Veteran actor Naseeruddin Shah has expressed concerns over the divide being created in the country between Hindus and Muslims in the name of love jihad.
The 70-year-old actor made the comments in a video interview with Karwan-e-Mohabbat India, shared on its YouTube channel on Sunday.
"I am really furious with the way divisions are being created, like the love jihad tamasha in UP. Firstly, the people who coined this phrase don't know the meaning of the word jihad.
"I don't think that anyone would be so stupid to actually believe that Muslims will overtake the Hindu population, it is unimaginable. For that, Muslims will have to have so many babies. So, this whole notion is unreal," Shah said in the interview.
Last year in November, Uttar Pradesh became the first state in India to pass an ordinance against forcible or "dishonest" religious conversions.
In the last few months, states like Haryana and Madhya Pradesh have also revealed plans to enact laws to counter alleged attempts to convert Hindu women to Islam in the guise of marriage, which political leaders often refer to as "love jihad".
The "Bandish Bandits" actor believes the term "love jihad" stems from the idea of stigmatising inter-faith marriages and stop social interactions between Hindus and Muslims.
"They not only want to discourage inter-faith marriages but also curtail social interactions between Hindus and Muslims," he added.
Shah, who is married to theatre-film actor Ratna Pathak Shah, said he always believed that his marriage to a Hindu woman would set a "healthy precedent".
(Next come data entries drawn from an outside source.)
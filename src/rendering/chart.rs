use glam::DVec2;
use tiny_skia::{Color, FillRule, Paint, Path, PathBuilder, Pixmap, Stroke, StrokeDash, Transform};

use crate::events::StateSnapshot;
use crate::utils::{compute_offset, SimError, PLOT_GRID_STEP, PLOT_MARGIN, PLOT_MIN_EXTENT};

const PADDING: f32 = 40.0; // px around the plotting area
const MAX_GRID_LINES: f64 = 20.0;
const MARKER_RADIUS: f32 = 6.0;
const BAND_WIDTH: f32 = 25.0; // px, translucent error band under each trace

const BLUE: (u8, u8, u8) = (31, 119, 180);
const RED: (u8, u8, u8) = (214, 39, 40);

/// Data-space rectangle shown by a chart.
#[derive(Debug, Clone, Copy, PartialEq)]
pub struct ChartBounds {
    pub min: DVec2,
    pub max: DVec2,
}

impl ChartBounds {
    /// At least ±200 cm on both axes, widened by 40 cm past any point outside that.
    pub fn for_path(points: &[DVec2]) -> Self {
        let (lo, hi) = points.iter().fold((DVec2::ZERO, DVec2::ZERO), |(lo, hi), p| {
            (lo.min(*p), hi.max(*p))
        });
        let axis_lo = |v: f64| {
            if v > -PLOT_MIN_EXTENT {
                -PLOT_MIN_EXTENT
            } else {
                v - PLOT_MARGIN
            }
        };
        let axis_hi = |v: f64| {
            if v < PLOT_MIN_EXTENT {
                PLOT_MIN_EXTENT
            } else {
                v + PLOT_MARGIN
            }
        };
        Self {
            min: DVec2::new(axis_lo(lo.x), axis_lo(lo.y)),
            max: DVec2::new(axis_hi(hi.x), axis_hi(hi.y)),
        }
    }

    /// Steps along x, altitude along y with headroom above the highest sample.
    pub fn for_altitude(data: &[i64]) -> Self {
        let lowest = data.iter().copied().min().unwrap_or(0).min(0) as f64;
        let highest = data.iter().copied().max().unwrap_or(0) as f64;
        Self {
            min: DVec2::new(-0.5, lowest),
            max: DVec2::new((data.len() as f64 - 0.5).max(0.5), (highest * 1.1).max(100.0)),
        }
    }

    pub fn span(&self) -> DVec2 {
        (self.max - self.min).max(DVec2::splat(f64::EPSILON))
    }
}

/// Maps data coordinates onto a pixmap.
pub(crate) struct Chart {
    bounds: ChartBounds,
    width: f32,
    height: f32,
}

impl Chart {
    pub(crate) fn new(bounds: ChartBounds, width: u32, height: u32) -> Self {
        Self {
            bounds,
            width: width as f32,
            height: height as f32,
        }
    }

    pub(crate) fn to_screen(&self, p: DVec2) -> (f32, f32) {
        let t = (p - self.bounds.min) / self.bounds.span();
        let x = PADDING + t.x as f32 * (self.width - 2.0 * PADDING);
        let y = self.height - PADDING - t.y as f32 * (self.height - 2.0 * PADDING);
        (x, y)
    }

    fn canvas(&self) -> Result<Pixmap, SimError> {
        let mut pixmap = Pixmap::new(self.width as u32, self.height as u32).ok_or_else(|| {
            SimError::Render(format!("invalid canvas size {}x{}", self.width, self.height))
        })?;
        pixmap.fill(Color::WHITE);
        Ok(pixmap)
    }

    fn segment(&self, a: DVec2, b: DVec2) -> Option<Path> {
        let (ax, ay) = self.to_screen(a);
        let (bx, by) = self.to_screen(b);
        let mut pb = PathBuilder::new();
        pb.move_to(ax, ay);
        pb.line_to(bx, by);
        pb.finish()
    }

    fn polyline(&self, points: &[DVec2]) -> Option<Path> {
        let (first, rest) = points.split_first()?;
        if rest.is_empty() {
            return None;
        }
        let mut pb = PathBuilder::new();
        let (x, y) = self.to_screen(*first);
        pb.move_to(x, y);
        for p in rest {
            let (x, y) = self.to_screen(*p);
            pb.line_to(x, y);
        }
        pb.finish()
    }

    fn draw_grid(&self, pixmap: &mut Pixmap, base_step: DVec2) {
        let span = self.bounds.span();
        let step = DVec2::new(grid_step(span.x, base_step.x), grid_step(span.y, base_step.y));
        let grid = stroke(1.0, false);
        let axis = stroke(1.5, false);
        let grid_paint = paint((220, 220, 220), 255);
        let axis_paint = paint((120, 120, 120), 255);
        let (min, max) = (self.bounds.min, self.bounds.max);

        let mut x = (min.x / step.x).ceil() * step.x;
        while x <= max.x {
            if let Some(line) = self.segment(DVec2::new(x, min.y), DVec2::new(x, max.y)) {
                let (p, s) = if x == 0.0 { (&axis_paint, &axis) } else { (&grid_paint, &grid) };
                pixmap.stroke_path(&line, p, s, Transform::identity(), None);
            }
            x += step.x;
        }

        let mut y = (min.y / step.y).ceil() * step.y;
        while y <= max.y {
            if let Some(line) = self.segment(DVec2::new(min.x, y), DVec2::new(max.x, y)) {
                let (p, s) = if y == 0.0 { (&axis_paint, &axis) } else { (&grid_paint, &grid) };
                pixmap.stroke_path(&line, p, s, Transform::identity(), None);
            }
            y += step.y;
        }
    }

    /// Translucent band, dashed line, then a marker on every sample.
    fn draw_trace(&self, pixmap: &mut Pixmap, points: &[DVec2], color: (u8, u8, u8)) {
        if let Some(path) = self.polyline(points) {
            pixmap.stroke_path(
                &path,
                &paint(color, 38),
                &stroke(BAND_WIDTH, false),
                Transform::identity(),
                None,
            );
            pixmap.stroke_path(
                &path,
                &paint(color, 255),
                &stroke(2.0, true),
                Transform::identity(),
                None,
            );
        }
        self.draw_markers(pixmap, points, color);
    }

    fn draw_markers(&self, pixmap: &mut Pixmap, points: &[DVec2], color: (u8, u8, u8)) {
        let marker = paint(color, 255);
        for p in points {
            let (x, y) = self.to_screen(*p);
            if let Some(dot) = PathBuilder::from_circle(x, y, MARKER_RADIUS) {
                pixmap.fill_path(&dot, &marker, FillRule::Winding, Transform::identity(), None);
            }
        }
    }
}

/// Top-down view of the flown path with flip markers and the current heading.
pub fn render_path(snapshot: &StateSnapshot, width: u32, height: u32) -> Result<Pixmap, SimError> {
    let mut extent = snapshot.path_coors.clone();
    extent.extend_from_slice(&snapshot.flip_coors);
    let bounds = ChartBounds::for_path(&extent);
    let chart = Chart::new(bounds, width, height);
    let mut pixmap = chart.canvas()?;

    chart.draw_grid(&mut pixmap, DVec2::splat(PLOT_GRID_STEP));
    chart.draw_trace(&mut pixmap, &snapshot.path_coors, BLUE);
    chart.draw_markers(&mut pixmap, &snapshot.flip_coors, RED);

    // heading tick, a tenth of the shorter axis long
    let reach = (bounds.span().min_element() / 10.0) as i64;
    let tip = compute_offset(snapshot.position, snapshot.bearing, reach);
    if let Some(tick) = chart.segment(snapshot.position, tip) {
        pixmap.stroke_path(
            &tick,
            &paint((0, 0, 0), 255),
            &stroke(3.0, false),
            Transform::identity(),
            None,
        );
    }

    Ok(pixmap)
}

/// Altitude after every vertical step.
pub fn render_altitude(altitude_data: &[i64], width: u32, height: u32) -> Result<Pixmap, SimError> {
    let chart = Chart::new(ChartBounds::for_altitude(altitude_data), width, height);
    let mut pixmap = chart.canvas()?;

    let points: Vec<DVec2> = altitude_data
        .iter()
        .enumerate()
        .map(|(step, &alt)| DVec2::new(step as f64, alt as f64))
        .collect();

    chart.draw_grid(&mut pixmap, DVec2::new(1.0, PLOT_GRID_STEP / 2.0));
    chart.draw_trace(&mut pixmap, &points, RED);
    Ok(pixmap)
}

fn grid_step(span: f64, base: f64) -> f64 {
    let mut step = base;
    while span / step > MAX_GRID_LINES {
        step *= 10.0;
    }
    step
}

fn paint(color: (u8, u8, u8), alpha: u8) -> Paint<'static> {
    let mut paint = Paint::default();
    paint.set_color_rgba8(color.0, color.1, color.2, alpha);
    paint.anti_alias = true;
    paint
}

fn stroke(width: f32, dashed: bool) -> Stroke {
    Stroke {
        width,
        dash: if dashed {
            StrokeDash::new(vec![8.0, 6.0], 0.0)
        } else {
            None
        },
        ..Stroke::default()
    }
}

#[cfg(test)]
mod tests {
    use super::*;
    use crate::components::{FlightHistory, FlightState};

    #[test]
    fn test_path_bounds_minimum_extent() {
        let bounds = ChartBounds::for_path(&[DVec2::ZERO, DVec2::new(50.0, 100.0)]);
        assert_eq!(bounds.min, DVec2::splat(-200.0));
        assert_eq!(bounds.max, DVec2::splat(200.0));
    }

    #[test]
    fn test_path_bounds_grow_with_margin() {
        let bounds = ChartBounds::for_path(&[DVec2::ZERO, DVec2::new(-350.0, 500.0)]);
        assert_eq!(bounds.min, DVec2::new(-390.0, -200.0));
        assert_eq!(bounds.max, DVec2::new(200.0, 540.0));
    }

    #[test]
    fn test_altitude_bounds() {
        let bounds = ChartBounds::for_altitude(&[0, 81, 181]);
        assert_eq!(bounds.min, DVec2::new(-0.5, 0.0));
        assert_eq!(bounds.max.x, 2.5);
        assert!((bounds.max.y - 199.1).abs() < 1e-9);

        let empty = ChartBounds::for_altitude(&[]);
        assert_eq!(empty.max.y, 100.0);
    }

    #[test]
    fn test_to_screen_corners() {
        let chart = Chart::new(ChartBounds::for_path(&[]), 480, 480);
        assert_eq!(chart.to_screen(DVec2::splat(-200.0)), (40.0, 440.0));
        assert_eq!(chart.to_screen(DVec2::splat(200.0)), (440.0, 40.0));
    }

    #[test]
    fn test_render_path_marks_flips() {
        let mut history = FlightHistory::default();
        let flip_at = DVec2::new(100.0, 100.0);
        history.record_position(flip_at);
        history.record_flip(flip_at);
        let snapshot = StateSnapshot::capture(&FlightState::default(), &history);

        let pixmap = render_path(&snapshot, 480, 480).unwrap();
        assert_eq!((pixmap.width(), pixmap.height()), (480, 480));

        let chart = Chart::new(ChartBounds::for_path(&snapshot.path_coors), 480, 480);
        let (x, y) = chart.to_screen(flip_at);
        let pixel = pixmap.pixel(x as u32, y as u32).unwrap();
        assert_eq!((pixel.red(), pixel.green(), pixel.blue()), RED);
    }

    #[test]
    fn test_render_rejects_empty_canvas() {
        assert!(matches!(
            render_altitude(&[0, 81], 0, 0),
            Err(SimError::Render(_))
        ));
    }
}
//! Free-text command surface used by the interactive loop.

use std::path::PathBuf;

use crate::components::CommandArg;
use crate::utils::{SimError, DEFAULT_LOG_FILE};

const SESSION_COMMANDS: &str =
    "Special commands: save [file], load <file>, status, smooth, reset, deploy, help, exit";

/// Usage text listing the registered flight commands and the session commands.
pub fn help_text(flight_commands: &[&str]) -> String {
    format!(
        "Available commands: {}\n{}",
        flight_commands.join(", "),
        SESSION_COMMANDS
    )
}

/// One parsed console line.
#[derive(Debug, Clone, PartialEq)]
pub enum ConsoleInput {
    Empty,
    Exit,
    Help,
    Status,
    Reset,
    Deploy,
    Smooth,
    Save(PathBuf),
    Load(PathBuf),
    Flight { name: String, args: Vec<CommandArg> },
}

/// Parses `<command> [argument]`.
///
/// Only the keyword is case-insensitive; file names are kept as typed.
/// Flight names are not checked here, the registry rejects unknown ones.
pub fn parse_line(line: &str) -> Result<ConsoleInput, SimError> {
    let mut tokens = line.split_whitespace();
    let Some(keyword) = tokens.next() else {
        return Ok(ConsoleInput::Empty);
    };
    let keyword = keyword.to_lowercase();
    let argument = tokens.next();
    if tokens.next().is_some() {
        return Err(SimError::invalid_argument(
            &keyword,
            "invalid command format, expected '<command> [argument]'",
        ));
    }

    let input = match (keyword.as_str(), argument) {
        ("exit" | "quit", None) => ConsoleInput::Exit,
        ("help", None) => ConsoleInput::Help,
        ("status", None) => ConsoleInput::Status,
        ("reset", None) => ConsoleInput::Reset,
        ("deploy", None) => ConsoleInput::Deploy,
        ("smooth", None) => ConsoleInput::Smooth,
        ("save", file) => ConsoleInput::Save(PathBuf::from(file.unwrap_or(DEFAULT_LOG_FILE))),
        ("load", Some(file)) => ConsoleInput::Load(PathBuf::from(file)),
        ("load", None) => {
            return Err(SimError::invalid_argument(
                "load",
                "please specify a file to load (e.g. 'load my_flight.json')",
            ))
        }
        ("flip", Some(direction)) => ConsoleInput::Flight {
            name: keyword,
            args: vec![CommandArg::Text(direction.to_lowercase())],
        },
        (_, Some(value)) => {
            let value = value.parse::<i64>().map_err(|_| {
                SimError::invalid_argument(
                    &keyword,
                    format!("'{}' is not a whole number", value),
                )
            })?;
            ConsoleInput::Flight {
                name: keyword,
                args: vec![CommandArg::Int(value)],
            }
        }
        (_, None) => ConsoleInput::Flight {
            name: keyword,
            args: Vec::new(),
        },
    };
    Ok(input)
}
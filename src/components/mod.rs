pub mod command;
pub mod history;
pub mod spatial;

pub use command::{CommandArg, CommandRecord, FlipDirection};
pub use history::FlightHistory;
pub use spatial::FlightState;
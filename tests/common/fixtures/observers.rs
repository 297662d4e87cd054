use std::{cell::RefCell, rc::Rc};
use tello_sim::{FlightEvent, FlightObserver, SimError, StateSnapshot};

/// Remembers every event it is handed.
#[derive(Clone, Default)]
pub struct EventRecorder {
    pub events: Rc<RefCell<Vec<(FlightEvent, StateSnapshot)>>>,
}

impl EventRecorder {
    pub fn kinds(&self) -> Vec<FlightEvent> {
        self.events.borrow().iter().map(|(event, _)| *event).collect()
    }
}

impl FlightObserver for EventRecorder {
    fn on_state_change(
        &mut self,
        event: FlightEvent,
        snapshot: &StateSnapshot,
    ) -> Result<(), SimError> {
        self.events.borrow_mut().push((event, snapshot.clone()));
        Ok(())
    }
}

/// Observer that always fails, as a broken display would.
pub struct FailingObserver;

impl FlightObserver for FailingObserver {
    fn on_state_change(&mut self, _: FlightEvent, _: &StateSnapshot) -> Result<(), SimError> {
        Err(SimError::Render("display unavailable".into()))
    }
}
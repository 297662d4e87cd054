use serde::{Deserialize, Serialize};
use std::time::Duration;

use crate::utils::{DRONE_ADDR, LOCAL_ADDR, RESPONSE_TIMEOUT_MS};

/// Where the real drone lives on the network.
#[derive(Debug, Clone, PartialEq, Serialize, Deserialize)]
#[serde(default)]
pub struct ActuatorConfig {
    /// Command port of the drone
    pub drone_addr: String,
    /// Local address the command socket binds to; replies arrive here
    pub local_addr: String,
    /// How long to wait for the drone to answer a command, `None` waits forever
    pub response_timeout_ms: Option<u64>,
}

impl Default for ActuatorConfig {
    fn default() -> Self {
        Self {
            drone_addr: DRONE_ADDR.to_string(),
            local_addr: LOCAL_ADDR.to_string(),
            response_timeout_ms: Some(RESPONSE_TIMEOUT_MS),
        }
    }
}

impl ActuatorConfig {
    pub fn response_timeout(&self) -> Option<Duration> {
        self.response_timeout_ms.map(Duration::from_millis)
    }
}
pub mod constants;
pub mod errors;
pub mod math;

pub use constants::*;
pub use errors::*;
pub use math::*;
use crossbeam_channel::{Receiver, Sender};
use tracing::debug;

use super::snapshot::{FlightEvent, StateSnapshot};
use crate::utils::SimError;

/// Something that reacts to flight state changes, e.g. a plot.
///
/// Errors are reported back to the simulator, which logs them and carries on.
pub trait FlightObserver {
    fn on_state_change(&mut self, event: FlightEvent, snapshot: &StateSnapshot)
        -> Result<(), SimError>;
}

pub type StateUpdate = (FlightEvent, StateSnapshot);

/// Forwards every change to another thread, typically a live display.
pub struct ChannelSink {
    sender: Sender<StateUpdate>,
}

impl ChannelSink {
    pub fn new(sender: Sender<StateUpdate>) -> Self {
        Self { sender }
    }

    /// Sink plus the receiving end of an unbounded channel.
    pub fn unbounded() -> (Self, Receiver<StateUpdate>) {
        let (s, r) = crossbeam_channel::unbounded();
        (Self::new(s), r)
    }
}

impl FlightObserver for ChannelSink {
    fn on_state_change(
        &mut self,
        event: FlightEvent,
        snapshot: &StateSnapshot,
    ) -> Result<(), SimError> {
        // A display that went away is not the simulator's problem.
        if self.sender.send((event, snapshot.clone())).is_err() {
            debug!(?event, "display receiver disconnected, dropping update");
        }
        Ok(())
    }
}

#[cfg(test)]
mod tests {
    use super::*;
    use crate::components::{FlightHistory, FlightState};

    #[test]
    fn test_channel_sink_forwards_updates() {
        let (mut sink, rx) = ChannelSink::unbounded();
        let snapshot = StateSnapshot::capture(&FlightState::default(), &FlightHistory::default());

        sink.on_state_change(FlightEvent::Reset, &snapshot).unwrap();

        let (event, received) = rx.try_recv().unwrap();
        assert_eq!(event, FlightEvent::Reset);
        assert_eq!(received, snapshot);
    }

    #[test]
    fn test_channel_sink_tolerates_dropped_receiver() {
        let (mut sink, rx) = ChannelSink::unbounded();
        drop(rx);
        let snapshot = StateSnapshot::capture(&FlightState::default(), &FlightHistory::default());
        assert!(sink.on_state_change(FlightEvent::Moved, &snapshot).is_ok());
    }
}
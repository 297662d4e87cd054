use glam::DVec2;
use serde::{Deserialize, Serialize};

/// Append-only telemetry recorded as a side effect of flight commands.
///
/// Only consumed by displays and smoothing; command validation never reads it.
#[derive(Debug, Clone, PartialEq, Serialize, Deserialize)]
pub struct FlightHistory {
    /// Altitude after every vertical change [cm], starting with the pre-climb 0 at takeoff
    pub altitude_data: Vec<i64>,

    /// Every lateral fix [cm], starting with the takeoff point
    pub path_coors: Vec<DVec2>,

    /// Positions at which a flip was performed
    pub flip_coors: Vec<DVec2>,
}

impl Default for FlightHistory {
    fn default() -> Self {
        Self {
            altitude_data: Vec::new(),
            path_coors: vec![DVec2::ZERO],
            flip_coors: Vec::new(),
        }
    }
}

impl FlightHistory {
    pub fn record_altitude(&mut self, altitude: i64) {
        self.altitude_data.push(altitude);
    }

    pub fn record_position(&mut self, position: DVec2) {
        self.path_coors.push(position);
    }

    pub fn record_flip(&mut self, position: DVec2) {
        self.flip_coors.push(position);
    }
}
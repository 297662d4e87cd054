pub const TAKEOFF_ALTITUDE: i64 = 81; // cm above the takeoff point
pub const SMOOTHING_WINDOW: usize = 5; // samples in the altitude moving average
pub const COMMAND_DELAY_MS: u64 = 2000; // emulated transmission latency per command

// Tello SDK link
pub const DRONE_ADDR: &str = "192.168.10.1:8889";
pub const LOCAL_ADDR: &str = "0.0.0.0:8889";
pub const RESPONSE_TIMEOUT_MS: u64 = 15_000;

pub const FULL_TURN_DEG: i64 = 360;

// Path chart limits (cm)
pub const PLOT_MIN_EXTENT: f64 = 200.0;
pub const PLOT_MARGIN: f64 = 40.0;
pub const PLOT_GRID_STEP: f64 = 100.0;

pub const DEFAULT_LOG_FILE: &str = "commands.json";
use glam::DVec2;
use serde::{Deserialize, Serialize};

use crate::components::{FlightHistory, FlightState};

/// What kind of change produced a snapshot.
#[derive(Debug, Clone, Copy, PartialEq, Eq, Hash, Serialize, Deserialize)]
pub enum FlightEvent {
    Reset,
    Takeoff,
    Landed,
    AltitudeChanged,
    Moved,
    Rotated,
    Flipped,
}

impl FlightEvent {
    /// Whether the lateral path picture changed, heading included.
    pub fn affects_path(&self) -> bool {
        matches!(
            self,
            FlightEvent::Moved
                | FlightEvent::Rotated
                | FlightEvent::Flipped
                | FlightEvent::Landed
                | FlightEvent::Reset
        )
    }

    /// Whether the altitude trace changed.
    pub fn affects_altitude(&self) -> bool {
        matches!(
            self,
            FlightEvent::AltitudeChanged
                | FlightEvent::Takeoff
                | FlightEvent::Landed
                | FlightEvent::Reset
        )
    }
}

/// Read-only copy of everything a display needs after a state change.
#[derive(Debug, Clone, PartialEq, Serialize, Deserialize)]
pub struct StateSnapshot {
    pub airborne: bool,
    pub altitude: i64,
    pub position: DVec2,
    pub bearing: i64,
    pub altitude_data: Vec<i64>,
    pub path_coors: Vec<DVec2>,
    pub flip_coors: Vec<DVec2>,
}

impl StateSnapshot {
    pub fn capture(state: &FlightState, history: &FlightHistory) -> Self {
        Self {
            airborne: state.airborne,
            altitude: state.altitude,
            position: state.position,
            bearing: state.bearing,
            altitude_data: history.altitude_data.clone(),
            path_coors: history.path_coors.clone(),
            flip_coors: history.flip_coors.clone(),
        }
    }
}
use glam::DVec2;
use std::f64::consts::PI;

use super::constants::FULL_TURN_DEG;

/// Convert degrees to radians
#[inline]
pub fn deg_to_rad(deg: f64) -> f64 {
    deg * PI / 180.0
}

/// Wrap an angle in whole degrees into `[0, 360)`.
#[inline]
pub fn normalize_bearing(deg: i64) -> i64 {
    deg.rem_euclid(FULL_TURN_DEG)
}

/// Dead-reckon a new position from `origin`, travelling `distance` along `bearing`.
///
/// Bearing 0 points along +y and increases clockwise, so bearing 90 is +x.
/// The bearing is not required to be normalized.
pub fn compute_offset(origin: DVec2, bearing_deg: i64, distance: i64) -> DVec2 {
    let rads = deg_to_rad(bearing_deg as f64);
    let dist = distance as f64;
    origin + DVec2::new(rads.sin() * dist, rads.cos() * dist)
}
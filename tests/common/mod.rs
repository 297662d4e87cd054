#![allow(dead_code, unused_imports)]

mod assertions;
mod fixtures;
mod helpers;

// Re-export
pub use assertions::{assert_bearing_valid, assert_position_eq};
pub use fixtures::*;
pub use helpers::*;
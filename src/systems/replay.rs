use tracing::{debug, info, warn};

use crate::resources::CommandLog;
use crate::simulator::Simulator;
use crate::transport::ActuatorLink;
use crate::utils::SimError;

/// Re-executes `log` against `sim` in order.
///
/// Stops at the first failing record and returns its error. Records applied
/// before the failure stay applied; callers wanting a clean slate must reset.
pub fn replay(sim: &mut Simulator, log: &CommandLog) -> Result<usize, SimError> {
    for (index, record) in log.iter().enumerate() {
        if let Err(e) = sim.execute(&record.command, &record.arguments) {
            warn!(index, record = %record, error = %e, "Replay aborted");
            return Err(e);
        }
    }
    info!(records = log.len(), "Replay complete");
    Ok(log.len())
}

/// Sends the canonical form of every record to the linked actuator, in order.
///
/// Opens the link on first use. A transport failure aborts the remaining
/// records; nothing already sent is retried.
pub fn deploy(log: &CommandLog, link: &mut ActuatorLink) -> Result<usize, SimError> {
    let actuator = link.actuator()?;
    for record in log {
        let line = record.to_string();
        let reply = actuator.send(&line)?;
        debug!(command = %line, %reply, "Deployed");
    }
    info!(records = log.len(), "Deploy complete");
    Ok(log.len())
}
use std::{
    io::ErrorKind,
    net::{SocketAddr, ToSocketAddrs, UdpSocket},
};
use tracing::{debug, info};

use super::actuator::{Actuator, ActuatorConnector};
use crate::resources::ActuatorConfig;
use crate::utils::SimError;

const MAX_REPLY_SIZE: usize = 1024;

/// Text-command link to a Tello over UDP.
///
/// Every command is one datagram; the drone answers each with one datagram
/// (`ok`, `error ...` or a queried value).
pub struct UdpActuator {
    socket: UdpSocket,
    drone: SocketAddr,
}

impl UdpActuator {
    pub fn connect(config: &ActuatorConfig) -> Result<Self, SimError> {
        let drone = resolve(&config.drone_addr)?;
        let socket = UdpSocket::bind(&config.local_addr).map_err(|e| {
            SimError::TransportFailure(format!("failed to bind {}: {}", config.local_addr, e))
        })?;
        socket
            .set_read_timeout(config.response_timeout())
            .map_err(|e| SimError::TransportFailure(format!("invalid response timeout: {}", e)))?;
        socket
            .connect(drone)
            .map_err(|e| SimError::TransportFailure(format!("failed to reach {}: {}", drone, e)))?;

        info!(%drone, local = ?socket.local_addr().ok(), "UDP actuator ready");
        Ok(Self { socket, drone })
    }
}

impl Actuator for UdpActuator {
    fn send(&mut self, command: &str) -> Result<String, SimError> {
        debug!(command, drone = %self.drone, "sending");
        self.socket
            .send(command.as_bytes())
            .map_err(|e| SimError::TransportFailure(format!("send '{}' failed: {}", command, e)))?;

        let mut buf = [0u8; MAX_REPLY_SIZE];
        let n = self.socket.recv(&mut buf).map_err(|e| match e.kind() {
            ErrorKind::WouldBlock | ErrorKind::TimedOut => {
                SimError::TransportFailure(format!("no reply to '{}' from {}", command, self.drone))
            }
            _ => SimError::TransportFailure(format!("receive failed: {}", e)),
        })?;

        let reply = String::from_utf8_lossy(&buf[..n]).trim().to_string();
        debug!(command, %reply, "drone replied");
        if reply.starts_with("error") {
            return Err(SimError::TransportFailure(format!(
                "drone rejected '{}': {}",
                command, reply
            )));
        }
        Ok(reply)
    }
}

/// Opens a [`UdpActuator`] from configuration.
#[derive(Debug, Clone)]
pub struct UdpConnector {
    config: ActuatorConfig,
}

impl UdpConnector {
    pub fn new(config: ActuatorConfig) -> Self {
        Self { config }
    }
}

impl ActuatorConnector for UdpConnector {
    fn connect(&self) -> Result<Box<dyn Actuator>, SimError> {
        Ok(Box::new(UdpActuator::connect(&self.config)?))
    }
}

fn resolve(addr: &str) -> Result<SocketAddr, SimError> {
    addr.to_socket_addrs()
        .map_err(|e| SimError::TransportFailure(format!("bad drone address {}: {}", addr, e)))?
        .next()
        .ok_or_else(|| SimError::TransportFailure(format!("drone address {} did not resolve", addr)))
}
"We have taught our children about every religion. But we have never told them that they belong to any particular religion. I always believed that these differences would slowly fade away. I believed that my marriage to a Hindu woman would set a healthy precedent. I don't think this is wrong," he said.
The actor said when he was about to tie the knot with the Ratna Pathak Shah, his mother had asked if he would want his would-be wife to convert to his religion and his answer was no.
Shah said even though his mother was uneducated and was brought up in an orthodox household, she was completely against the idea of changing one's religion.
"My mother who was uneducated, brought up in an orthodox household, prayed five times a day, observed Roza all her life, went for the Haj pilgrimage, she said, 'The things that have been taught to you in your childhood how can that change? It is not right to change one's religion'," he said.
The critically-acclaimed performer said he feels saddened to see the harassment young couples are facing these days in the name of "love jihad".
"This is not the world I had dreamt of," he added.
In a 2018 interview with Karwan-e-Mohabbat, Shah had said that at many places the death of a cow is being given more importance than the killing of a policeman.
The veteran actor had also expressed anxiety over the well-being of his children, who he said have not been brought up as followers of any particular religion.
Soon after the interview was released online, the actor's remark evoked outrage among some social media users.
In the new interview, Shah said he failed to understand the reason behind such an adverse reaction to his statement.
"All I had said was that the death of a cow had taken precedence over the death of a person and it makes me very angry. This was misinterpreted that I was expressing fear, when in fact I never used the word fear.
"I have repeatedly said that I am not afraid. I am angry. Why should I be afraid? I am in my own country; I am at my own home. Five generations of my family are buried in this land. My ancestors have been living here for the last three hundred years. If this doesn't make me a Hindustani, then what does?" he asked.
The actor said it has become difficult for a person to share their views publicly due to fear of instant backlash.
"The difficult part is there is no possibility of (freely) exchanging ideas anymore. If you say anything, even in support of the nation, you are accused instantly," Shah added.